Please return every line in the following data that includes the string "StdinLock".

START Provided data

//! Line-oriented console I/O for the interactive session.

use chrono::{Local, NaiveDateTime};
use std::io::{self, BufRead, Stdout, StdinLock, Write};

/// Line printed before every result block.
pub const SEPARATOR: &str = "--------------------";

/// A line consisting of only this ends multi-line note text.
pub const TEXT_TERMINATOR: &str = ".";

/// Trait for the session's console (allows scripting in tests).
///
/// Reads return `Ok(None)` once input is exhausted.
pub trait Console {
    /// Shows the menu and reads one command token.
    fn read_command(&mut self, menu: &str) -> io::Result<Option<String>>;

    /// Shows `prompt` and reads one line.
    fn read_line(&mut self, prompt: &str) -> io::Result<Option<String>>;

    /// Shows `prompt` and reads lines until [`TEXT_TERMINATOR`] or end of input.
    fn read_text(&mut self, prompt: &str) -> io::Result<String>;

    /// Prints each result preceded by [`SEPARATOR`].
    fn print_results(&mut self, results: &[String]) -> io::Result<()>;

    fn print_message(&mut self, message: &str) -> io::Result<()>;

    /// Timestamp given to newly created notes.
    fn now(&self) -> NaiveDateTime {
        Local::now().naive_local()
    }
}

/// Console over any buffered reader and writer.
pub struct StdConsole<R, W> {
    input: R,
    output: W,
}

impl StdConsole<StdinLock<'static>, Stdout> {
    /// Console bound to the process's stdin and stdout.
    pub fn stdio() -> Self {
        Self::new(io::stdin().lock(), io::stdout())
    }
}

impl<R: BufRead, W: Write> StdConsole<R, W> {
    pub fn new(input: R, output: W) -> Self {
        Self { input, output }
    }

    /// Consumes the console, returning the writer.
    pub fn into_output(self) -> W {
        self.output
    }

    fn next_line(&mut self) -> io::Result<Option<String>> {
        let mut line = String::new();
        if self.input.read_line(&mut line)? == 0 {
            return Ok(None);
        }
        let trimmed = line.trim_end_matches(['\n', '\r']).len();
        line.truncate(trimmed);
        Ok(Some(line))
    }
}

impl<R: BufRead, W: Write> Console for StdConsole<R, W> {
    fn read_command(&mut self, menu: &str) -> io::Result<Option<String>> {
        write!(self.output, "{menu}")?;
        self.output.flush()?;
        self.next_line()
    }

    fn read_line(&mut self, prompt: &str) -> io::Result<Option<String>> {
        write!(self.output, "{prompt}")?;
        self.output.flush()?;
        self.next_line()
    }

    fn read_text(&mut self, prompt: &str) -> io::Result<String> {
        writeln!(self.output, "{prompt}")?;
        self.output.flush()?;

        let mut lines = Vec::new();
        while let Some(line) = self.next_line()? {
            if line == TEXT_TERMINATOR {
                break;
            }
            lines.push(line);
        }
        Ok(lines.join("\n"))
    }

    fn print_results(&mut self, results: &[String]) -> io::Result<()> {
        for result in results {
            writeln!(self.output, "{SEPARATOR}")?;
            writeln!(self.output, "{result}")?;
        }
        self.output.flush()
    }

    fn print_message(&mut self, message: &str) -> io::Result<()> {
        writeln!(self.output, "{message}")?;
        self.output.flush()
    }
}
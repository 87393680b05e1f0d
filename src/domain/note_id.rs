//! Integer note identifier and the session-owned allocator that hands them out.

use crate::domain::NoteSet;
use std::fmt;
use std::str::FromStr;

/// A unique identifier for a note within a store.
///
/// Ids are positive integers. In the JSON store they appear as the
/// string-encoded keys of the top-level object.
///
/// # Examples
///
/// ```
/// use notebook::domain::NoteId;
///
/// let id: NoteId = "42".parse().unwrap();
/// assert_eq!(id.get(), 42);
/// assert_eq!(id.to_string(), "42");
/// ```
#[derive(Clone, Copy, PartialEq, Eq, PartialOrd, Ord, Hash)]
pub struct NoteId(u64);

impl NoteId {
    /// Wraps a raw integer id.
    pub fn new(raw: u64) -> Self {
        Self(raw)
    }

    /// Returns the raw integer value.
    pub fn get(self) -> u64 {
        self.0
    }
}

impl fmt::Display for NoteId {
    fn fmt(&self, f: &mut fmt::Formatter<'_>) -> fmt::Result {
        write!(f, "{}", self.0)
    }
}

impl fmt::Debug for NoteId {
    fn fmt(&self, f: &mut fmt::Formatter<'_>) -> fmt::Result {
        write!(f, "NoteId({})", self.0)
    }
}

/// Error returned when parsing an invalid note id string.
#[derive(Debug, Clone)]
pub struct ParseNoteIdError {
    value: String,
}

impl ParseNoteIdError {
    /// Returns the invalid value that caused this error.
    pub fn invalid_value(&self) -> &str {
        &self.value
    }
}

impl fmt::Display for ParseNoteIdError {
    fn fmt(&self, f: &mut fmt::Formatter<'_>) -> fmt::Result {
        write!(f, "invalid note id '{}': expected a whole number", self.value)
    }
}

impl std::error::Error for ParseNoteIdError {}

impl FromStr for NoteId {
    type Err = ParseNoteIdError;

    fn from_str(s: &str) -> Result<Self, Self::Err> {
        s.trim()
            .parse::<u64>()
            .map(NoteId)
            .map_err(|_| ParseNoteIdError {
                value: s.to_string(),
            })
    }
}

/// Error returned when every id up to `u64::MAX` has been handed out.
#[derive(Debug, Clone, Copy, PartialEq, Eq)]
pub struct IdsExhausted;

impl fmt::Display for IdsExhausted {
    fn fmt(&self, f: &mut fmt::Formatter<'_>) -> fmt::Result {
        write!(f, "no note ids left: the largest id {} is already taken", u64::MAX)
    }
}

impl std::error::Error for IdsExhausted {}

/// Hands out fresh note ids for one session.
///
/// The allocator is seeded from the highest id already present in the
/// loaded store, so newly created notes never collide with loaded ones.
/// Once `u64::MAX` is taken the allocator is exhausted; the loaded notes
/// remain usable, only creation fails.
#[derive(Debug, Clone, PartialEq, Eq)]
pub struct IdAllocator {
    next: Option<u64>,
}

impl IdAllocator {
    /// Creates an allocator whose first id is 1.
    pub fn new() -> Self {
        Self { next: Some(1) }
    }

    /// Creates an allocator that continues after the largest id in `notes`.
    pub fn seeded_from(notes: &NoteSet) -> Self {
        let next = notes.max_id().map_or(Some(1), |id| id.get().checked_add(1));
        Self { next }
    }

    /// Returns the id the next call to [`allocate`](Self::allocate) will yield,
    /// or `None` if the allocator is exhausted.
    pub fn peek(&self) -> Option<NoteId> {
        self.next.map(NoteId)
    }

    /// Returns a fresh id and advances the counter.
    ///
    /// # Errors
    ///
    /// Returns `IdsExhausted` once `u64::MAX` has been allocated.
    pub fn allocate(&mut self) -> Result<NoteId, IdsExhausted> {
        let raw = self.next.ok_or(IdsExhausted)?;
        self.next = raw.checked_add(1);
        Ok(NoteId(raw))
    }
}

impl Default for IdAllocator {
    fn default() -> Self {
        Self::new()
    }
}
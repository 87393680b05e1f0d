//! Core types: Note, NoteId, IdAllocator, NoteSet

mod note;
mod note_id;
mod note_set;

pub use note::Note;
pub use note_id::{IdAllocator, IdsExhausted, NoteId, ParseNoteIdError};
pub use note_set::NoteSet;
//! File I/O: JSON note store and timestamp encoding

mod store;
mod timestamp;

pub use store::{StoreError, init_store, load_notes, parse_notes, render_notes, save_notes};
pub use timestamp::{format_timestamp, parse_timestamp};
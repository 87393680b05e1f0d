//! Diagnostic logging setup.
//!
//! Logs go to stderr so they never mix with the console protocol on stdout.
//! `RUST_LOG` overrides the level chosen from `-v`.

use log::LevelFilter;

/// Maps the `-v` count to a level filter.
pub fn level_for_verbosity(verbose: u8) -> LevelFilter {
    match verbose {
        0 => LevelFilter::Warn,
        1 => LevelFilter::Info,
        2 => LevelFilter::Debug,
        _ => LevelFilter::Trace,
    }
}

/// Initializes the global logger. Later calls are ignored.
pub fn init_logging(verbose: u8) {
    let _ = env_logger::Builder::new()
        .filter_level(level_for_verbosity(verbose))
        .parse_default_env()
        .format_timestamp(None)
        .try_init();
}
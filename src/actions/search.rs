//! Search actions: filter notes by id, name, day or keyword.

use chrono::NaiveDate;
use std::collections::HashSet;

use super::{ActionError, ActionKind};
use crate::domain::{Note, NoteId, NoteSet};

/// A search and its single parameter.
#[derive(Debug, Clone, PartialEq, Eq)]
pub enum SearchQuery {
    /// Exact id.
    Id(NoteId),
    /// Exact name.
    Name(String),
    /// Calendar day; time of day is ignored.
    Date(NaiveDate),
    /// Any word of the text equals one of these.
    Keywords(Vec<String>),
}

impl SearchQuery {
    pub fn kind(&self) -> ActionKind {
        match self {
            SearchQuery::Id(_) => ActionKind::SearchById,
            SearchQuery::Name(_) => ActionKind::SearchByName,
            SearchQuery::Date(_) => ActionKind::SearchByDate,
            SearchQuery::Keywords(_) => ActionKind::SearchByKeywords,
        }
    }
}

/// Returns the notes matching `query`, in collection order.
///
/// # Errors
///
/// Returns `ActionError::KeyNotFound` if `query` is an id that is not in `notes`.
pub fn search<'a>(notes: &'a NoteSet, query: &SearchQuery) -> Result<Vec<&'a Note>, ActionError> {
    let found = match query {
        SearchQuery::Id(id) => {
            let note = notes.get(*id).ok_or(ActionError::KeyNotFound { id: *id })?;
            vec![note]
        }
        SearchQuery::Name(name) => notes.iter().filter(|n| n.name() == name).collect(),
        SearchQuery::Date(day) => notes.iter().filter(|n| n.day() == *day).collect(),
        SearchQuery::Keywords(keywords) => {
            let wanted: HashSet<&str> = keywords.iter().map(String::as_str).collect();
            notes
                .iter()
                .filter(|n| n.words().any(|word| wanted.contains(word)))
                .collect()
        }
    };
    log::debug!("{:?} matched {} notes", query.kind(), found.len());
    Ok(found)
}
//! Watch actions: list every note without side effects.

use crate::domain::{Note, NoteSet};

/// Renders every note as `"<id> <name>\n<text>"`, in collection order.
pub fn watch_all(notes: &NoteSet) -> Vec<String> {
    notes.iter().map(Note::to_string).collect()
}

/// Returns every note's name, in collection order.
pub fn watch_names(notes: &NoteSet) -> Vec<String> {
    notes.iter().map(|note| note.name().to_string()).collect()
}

END Provided data
START Provided data

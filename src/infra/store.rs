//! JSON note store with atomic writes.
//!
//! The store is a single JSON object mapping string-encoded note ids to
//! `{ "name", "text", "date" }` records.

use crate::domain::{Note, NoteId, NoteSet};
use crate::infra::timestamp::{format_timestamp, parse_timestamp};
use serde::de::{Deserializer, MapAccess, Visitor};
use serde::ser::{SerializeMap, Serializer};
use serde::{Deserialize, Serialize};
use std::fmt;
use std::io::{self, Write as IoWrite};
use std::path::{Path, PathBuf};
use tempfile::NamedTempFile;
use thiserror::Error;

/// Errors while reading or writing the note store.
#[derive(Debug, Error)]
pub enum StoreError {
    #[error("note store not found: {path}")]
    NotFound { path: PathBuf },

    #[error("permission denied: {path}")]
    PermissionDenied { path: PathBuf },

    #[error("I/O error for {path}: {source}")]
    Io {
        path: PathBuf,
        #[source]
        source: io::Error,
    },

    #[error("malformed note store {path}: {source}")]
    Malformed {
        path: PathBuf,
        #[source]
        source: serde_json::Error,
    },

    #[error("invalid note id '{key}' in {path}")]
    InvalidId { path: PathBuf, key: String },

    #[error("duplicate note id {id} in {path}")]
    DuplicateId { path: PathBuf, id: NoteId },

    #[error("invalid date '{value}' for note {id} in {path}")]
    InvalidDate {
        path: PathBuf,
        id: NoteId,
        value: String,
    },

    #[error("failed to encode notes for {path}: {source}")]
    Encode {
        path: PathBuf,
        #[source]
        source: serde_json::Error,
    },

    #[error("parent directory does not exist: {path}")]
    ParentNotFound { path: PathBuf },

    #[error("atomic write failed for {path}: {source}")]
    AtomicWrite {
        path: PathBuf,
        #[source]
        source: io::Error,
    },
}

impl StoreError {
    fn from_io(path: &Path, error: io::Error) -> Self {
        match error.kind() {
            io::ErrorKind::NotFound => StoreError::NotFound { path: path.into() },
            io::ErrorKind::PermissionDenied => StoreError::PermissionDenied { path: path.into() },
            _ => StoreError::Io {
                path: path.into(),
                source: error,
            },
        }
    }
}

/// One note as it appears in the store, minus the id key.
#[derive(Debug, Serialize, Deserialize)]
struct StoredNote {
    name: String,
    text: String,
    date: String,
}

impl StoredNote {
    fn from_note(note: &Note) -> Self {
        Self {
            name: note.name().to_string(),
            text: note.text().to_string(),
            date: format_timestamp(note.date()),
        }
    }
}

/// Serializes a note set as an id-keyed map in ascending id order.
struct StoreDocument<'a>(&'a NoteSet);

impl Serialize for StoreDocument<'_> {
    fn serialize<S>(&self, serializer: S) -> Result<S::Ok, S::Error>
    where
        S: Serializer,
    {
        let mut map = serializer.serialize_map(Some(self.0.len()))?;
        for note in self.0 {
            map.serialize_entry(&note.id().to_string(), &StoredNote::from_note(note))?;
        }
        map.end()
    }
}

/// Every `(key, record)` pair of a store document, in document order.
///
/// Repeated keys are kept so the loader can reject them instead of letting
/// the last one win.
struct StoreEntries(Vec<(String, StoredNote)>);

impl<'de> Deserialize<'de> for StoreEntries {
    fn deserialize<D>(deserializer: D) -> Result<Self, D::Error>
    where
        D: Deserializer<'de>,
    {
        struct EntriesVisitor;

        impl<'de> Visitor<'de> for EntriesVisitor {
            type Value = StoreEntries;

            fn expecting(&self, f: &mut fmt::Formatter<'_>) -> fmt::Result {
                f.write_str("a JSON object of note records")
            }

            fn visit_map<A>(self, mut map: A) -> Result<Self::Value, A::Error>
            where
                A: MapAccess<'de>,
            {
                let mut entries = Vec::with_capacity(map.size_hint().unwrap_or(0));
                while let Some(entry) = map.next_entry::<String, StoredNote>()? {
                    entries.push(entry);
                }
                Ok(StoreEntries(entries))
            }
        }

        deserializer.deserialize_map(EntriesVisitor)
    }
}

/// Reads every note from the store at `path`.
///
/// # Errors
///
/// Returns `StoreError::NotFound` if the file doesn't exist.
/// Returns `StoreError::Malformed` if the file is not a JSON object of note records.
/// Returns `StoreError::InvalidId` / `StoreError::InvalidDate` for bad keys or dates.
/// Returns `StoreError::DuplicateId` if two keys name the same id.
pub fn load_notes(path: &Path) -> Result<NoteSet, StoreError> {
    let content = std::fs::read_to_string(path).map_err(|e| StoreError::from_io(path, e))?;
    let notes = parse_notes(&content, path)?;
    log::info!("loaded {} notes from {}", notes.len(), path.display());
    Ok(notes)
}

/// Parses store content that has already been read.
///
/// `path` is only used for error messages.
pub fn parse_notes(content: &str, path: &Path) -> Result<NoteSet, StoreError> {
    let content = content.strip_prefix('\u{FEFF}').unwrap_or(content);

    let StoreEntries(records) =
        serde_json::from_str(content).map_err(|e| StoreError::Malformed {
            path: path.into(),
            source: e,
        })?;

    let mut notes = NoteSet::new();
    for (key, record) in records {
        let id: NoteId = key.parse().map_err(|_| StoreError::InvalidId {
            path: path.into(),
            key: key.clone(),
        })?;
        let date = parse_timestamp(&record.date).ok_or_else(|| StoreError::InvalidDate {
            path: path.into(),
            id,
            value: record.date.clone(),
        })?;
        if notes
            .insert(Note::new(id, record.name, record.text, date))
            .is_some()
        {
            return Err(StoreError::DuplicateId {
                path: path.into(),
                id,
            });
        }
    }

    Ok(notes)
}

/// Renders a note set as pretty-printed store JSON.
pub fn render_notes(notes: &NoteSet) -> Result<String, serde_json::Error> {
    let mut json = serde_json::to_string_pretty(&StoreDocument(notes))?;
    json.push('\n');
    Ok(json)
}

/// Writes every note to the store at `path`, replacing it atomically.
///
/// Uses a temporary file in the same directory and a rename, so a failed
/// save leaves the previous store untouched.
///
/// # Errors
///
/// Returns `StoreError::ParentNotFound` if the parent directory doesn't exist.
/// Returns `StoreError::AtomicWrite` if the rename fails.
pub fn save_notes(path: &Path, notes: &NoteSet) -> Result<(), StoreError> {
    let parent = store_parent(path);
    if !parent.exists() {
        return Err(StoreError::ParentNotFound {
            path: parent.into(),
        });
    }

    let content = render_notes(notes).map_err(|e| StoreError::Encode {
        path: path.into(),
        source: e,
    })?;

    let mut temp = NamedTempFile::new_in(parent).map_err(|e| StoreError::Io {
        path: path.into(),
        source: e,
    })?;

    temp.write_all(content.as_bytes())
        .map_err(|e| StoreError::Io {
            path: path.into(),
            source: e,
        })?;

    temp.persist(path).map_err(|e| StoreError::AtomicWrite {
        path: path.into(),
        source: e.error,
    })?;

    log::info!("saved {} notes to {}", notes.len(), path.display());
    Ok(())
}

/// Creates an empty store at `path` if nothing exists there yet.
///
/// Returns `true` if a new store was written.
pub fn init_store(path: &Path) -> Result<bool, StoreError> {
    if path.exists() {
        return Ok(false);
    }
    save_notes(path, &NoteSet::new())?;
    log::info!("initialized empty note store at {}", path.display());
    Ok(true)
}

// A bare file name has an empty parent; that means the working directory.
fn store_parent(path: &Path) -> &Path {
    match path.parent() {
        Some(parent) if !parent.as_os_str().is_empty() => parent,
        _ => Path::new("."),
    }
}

END Provided data

• Solved exercise
use std::io::{self, BufRead, Stdout, StdinLock, Write};
impl StdConsole<StdinLock<'static>, Stdout> {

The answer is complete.